Forder also emphasizes that while the screenings are virtual, the festival staff has been working hard to make the experience as close as possible to what it would be in person.
“One of our goals this year was to try to transfer as much as we can from what the in-person event looked like into the virtual space,” Forder says. “We will have live events running throughout the festival, almost every day of the festival we’ll have some sort of discussion that is streamed live and people will be able to respond to. We’ll be using Zoom for that, and we’ll also be using Facebook Live.”
One positive side to being all virtual? The festival’s reach can be wider.
“There are some silver linings in building this virtual festival,” Forder says. “One is that we can cast a wider net and get beyond D.C. borders, across the U.S. and even internationally. I’m able to connect with more international filmmakers and special guests.”
While some screenings cost $10 and all-access passes are available for $45, the festival also provides a variety of free programs. As filmmaker and DCEFF Board Member Annie Kaempfer explains, this makes the content more accessible for those who may not have the ability to pay for admission.
“Another thing I really appreciate about the festival is that a lot of their films are free to the public, which is not something most film festivals do,” Kaempfer says. “A lot of film festivals are into being as exclusive as possible, and I feel like the EFF has always embraced the idea of inclusivity and [tried] to make the films that are so important for the future of our planet available to everybody, not just those who can afford a ticket.”
Klaempfer finds this especially important given the context of her film, The Falconer, which follows master falconer Rodney Stotts as he builds a bird sanctuary in Laurel, Maryland. By not requiring the audience to pay to view the film, Kaempfer hopes its message can be absorbed by more people.
“After spending so much time witnessing the impact that Rodney has on the people that meet him, you just see the light go on in their eyes and it’s so inspiring to see how excited they get,” Kaempfer says. “One of my hopes it that the film can extend his reach and that this can let people know that falconry is an option if you’re interested in that.”

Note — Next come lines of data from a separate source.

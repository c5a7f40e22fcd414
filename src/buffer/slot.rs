//! # Slot payloads and buffer snapshots.
//!
//! A slot is one fixed-position storage cell in a bounded buffer. At any
//! instant it is either empty or holds exactly one complete [`Item`]; no
//! partial write is ever observable. Buffers model a slot as `Option<Item>`
//! (or `Option<ItemKind>` where only the tag matters) and guard all mutation
//! with their exclusion section, so the types here are plain data.
//!
//! [`Snapshot`] is a consistent copy of every slot plus the filled count,
//! taken under the same exclusion section that guards mutation. It renders
//! in the `[A][ ][B]` form front ends display.

use std::fmt;

/// Category tag for the addressable (dual-resource) discipline.
///
/// Producer/consumer actors come in pairs of two kinds; a consumer only
/// drains slots holding its own kind.
#[derive(Debug, Clone, Copy, PartialEq, Eq, Hash)]
pub enum ItemKind {
    Orange,
    Apple,
}

impl ItemKind {
    /// Returns a short lowercase name for logs and events.
    pub fn as_str(&self) -> &'static str {
        match self {
            ItemKind::Orange => "orange",
            ItemKind::Apple => "apple",
        }
    }
}

impl fmt::Display for ItemKind {
    fn fmt(&self, f: &mut fmt::Formatter<'_>) -> fmt::Result {
        f.write_str(self.as_str())
    }
}

/// Payload stored in a filled slot.
#[derive(Debug, Clone, Copy, PartialEq, Eq, Hash)]
pub enum Item {
    /// Single alphabetic symbol, used by the FIFO discipline.
    Symbol(char),
    /// Tagged item, used by the addressable discipline.
    Tagged(ItemKind),
}

impl fmt::Display for Item {
    fn fmt(&self, f: &mut fmt::Formatter<'_>) -> fmt::Result {
        match self {
            Item::Symbol(c) => write!(f, "{c}"),
            Item::Tagged(kind) => f.write_str(kind.as_str()),
        }
    }
}

/// Consistent copy of a buffer's visible state.
///
/// Captured inside the exclusion section, so `filled` always equals the
/// number of `Some` entries in `slots` and no half-applied operation can
/// appear in it.
#[derive(Debug, Clone, PartialEq)]
pub struct Snapshot {
    /// One entry per slot, in index order.
    pub slots: Vec<Option<Item>>,
    /// Number of filled slots.
    pub filled: usize,
}

impl Snapshot {
    /// Total number of slots.
    pub fn capacity(&self) -> usize {
        self.slots.len()
    }

    pub fn is_empty(&self) -> bool {
        self.filled == 0
    }

    pub fn is_full(&self) -> bool {
        self.filled == self.capacity()
    }

    /// Returns true if any slot currently holds the given symbol.
    pub fn contains_symbol(&self, symbol: char) -> bool {
        self.slots
            .iter()
            .any(|slot| matches!(slot, Some(Item::Symbol(c)) if *c == symbol))
    }
}

impl fmt::Display for Snapshot {
    /// Renders every slot as `[x]`, empty slots as `[ ]`.
    fn fmt(&self, f: &mut fmt::Formatter<'_>) -> fmt::Result {
        for slot in &self.slots {
            match slot {
                Some(Item::Symbol(c)) => write!(f, "[{c}]")?,
                Some(Item::Tagged(kind)) => write!(f, "[{kind}]")?,
                None => f.write_str("[ ]")?,
            }
        }
        Ok(())
    }
}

Kaempfer also notes how her film could help educate others about crucial topics.
“After the incident in Central park with Christian Cooper, I’ve become aware of the need to celebrate Black visibility and resilience in the outdoors,” Kaempfer says. “I hope the film can be used as a tool by the people and the organizations who are doing the work on the ground to move the needle on some of the important issues.”

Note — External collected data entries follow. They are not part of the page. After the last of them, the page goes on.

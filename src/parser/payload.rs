use std::sync::LazyLock;

use anyhow::{Context, Result};
use regex::Regex;
use serde_json::Value;
use tracing::{debug, warn};

use super::{ExtractedReview, PageExtractor};
use crate::review::ReviewMeta;

/// `window.__PRELOADED_STATE__ = JSON.parse("<escaped json>");`
static STATE_RE: LazyLock<Regex> = LazyLock::new(|| {
    Regex::new(r#"(?s)window\.__PRELOADED_STATE__\s*=\s*JSON\.parse\("((?:[^"\\]|\\.)*)"\)"#)
        .unwrap()
});

/// Reads reviews out of the serialized store the site ships for hydration,
/// instead of scraping the rendered markup.
#[derive(Default)]
pub struct PayloadExtractor;

impl PayloadExtractor {
    pub fn new() -> Self {
        Self
    }

    /// The decoded state blob, or `None` when the page carries none.
    pub fn parse_state(&self, html: &str) -> Result<Option<Value>> {
        let Some(caps) = STATE_RE.captures(html) else {
            return Ok(None);
        };
        let json = unescape_js_string(&caps[1]);
        let state = serde_json::from_str(&json).context("Preloaded state is not valid JSON")?;
        Ok(Some(state))
    }

    pub fn reviews_from_state(&self, state: &Value) -> Vec<ExtractedReview> {
        let Some(entities) = state
            .get("entities")
            .and_then(|e| e.get("REVIEWS"))
            .and_then(Value::as_object)
        else {
            return Vec::new();
        };

        entities
            .values()
            .filter(|r| r.get("status").and_then(Value::as_str) == Some("success"))
            .filter_map(project_review)
            .collect()
    }
}

impl PageExtractor for PayloadExtractor {
    fn extract_page(&self, html: &str) -> Vec<ExtractedReview> {
        match self.parse_state(html) {
            Ok(Some(state)) => {
                let reviews = self.reviews_from_state(&state);
                debug!("Preloaded state yielded {} reviews", reviews.len());
                reviews
            }
            Ok(None) => {
                debug!("No preloaded state found");
                Vec::new()
            }
            Err(e) => {
                warn!("{:#}", e);
                Vec::new()
            }
        }
    }
}

fn project_review(entry: &Value) -> Option<ExtractedReview> {
    let text = entry
        .get("reviewText")
        .and_then(Value::as_str)
        .map(str::trim)
        .unwrap_or_default();
    if text.is_empty() {
        return None;
    }

    let meta = ReviewMeta {
        review_id: scalar(entry, "reviewId"),
        author: scalar(entry, "userName"),
        rating: scalar(entry, "ratingV2"),
        posted_at: scalar(entry, "timestamp"),
        experience: scalar(entry, "experience"),
        like_count: count(entry, "likeCount"),
        comment_count: count(entry, "commentCount"),
        review_url: scalar(entry, "reviewUrl"),
    };

    Some(ExtractedReview {
        text: text.to_string(),
        meta: Some(meta),
    })
}

/// Strings and numbers as text; empty strings and everything else as absent.
fn scalar(entry: &Value, key: &str) -> Option<String> {
    match entry.get(key)? {
        Value::String(s) if !s.trim().is_empty() => Some(s.trim().to_string()),
        Value::Number(n) => Some(n.to_string()),
        _ => None,
    }
}

fn count(entry: &Value, key: &str) -> u64 {
    match entry.get(key) {
        Some(Value::Number(n)) => n.as_u64().unwrap_or(0),
        Some(Value::String(s)) => s.trim().parse().unwrap_or(0),
        _ => 0,
    }
}

/// Decode a JS double-quoted string body. JSON string rules cover what the
/// site emits; anything else falls back to undoing the two common escapes.
fn unescape_js_string(raw: &str) -> String {
    serde_json::from_str::<String>(&format!("\"{}\"", raw))
        .unwrap_or_else(|_| raw.replace("\\\"", "\"").replace("\\\\", "\\"))
}

// ── Tests ──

Forder also emphasizes the ability for films to advance the public’s understanding of environmental issues, and that this will still be evident in the festival’s online format.
“One of our missions from the beginning with this festival is to advance understanding and stewardship for the environment through film,” Forder remarks. “Film is a great tool, it inspires and educates. We want to present a wide range of films but we also want to touch on these pressing and relevant environmental issues. Even in this virtual space, we’ll have over 100 films that reflect those two values and we’re looking forward to it and looking forward to sharing all these filmmakers’ work.”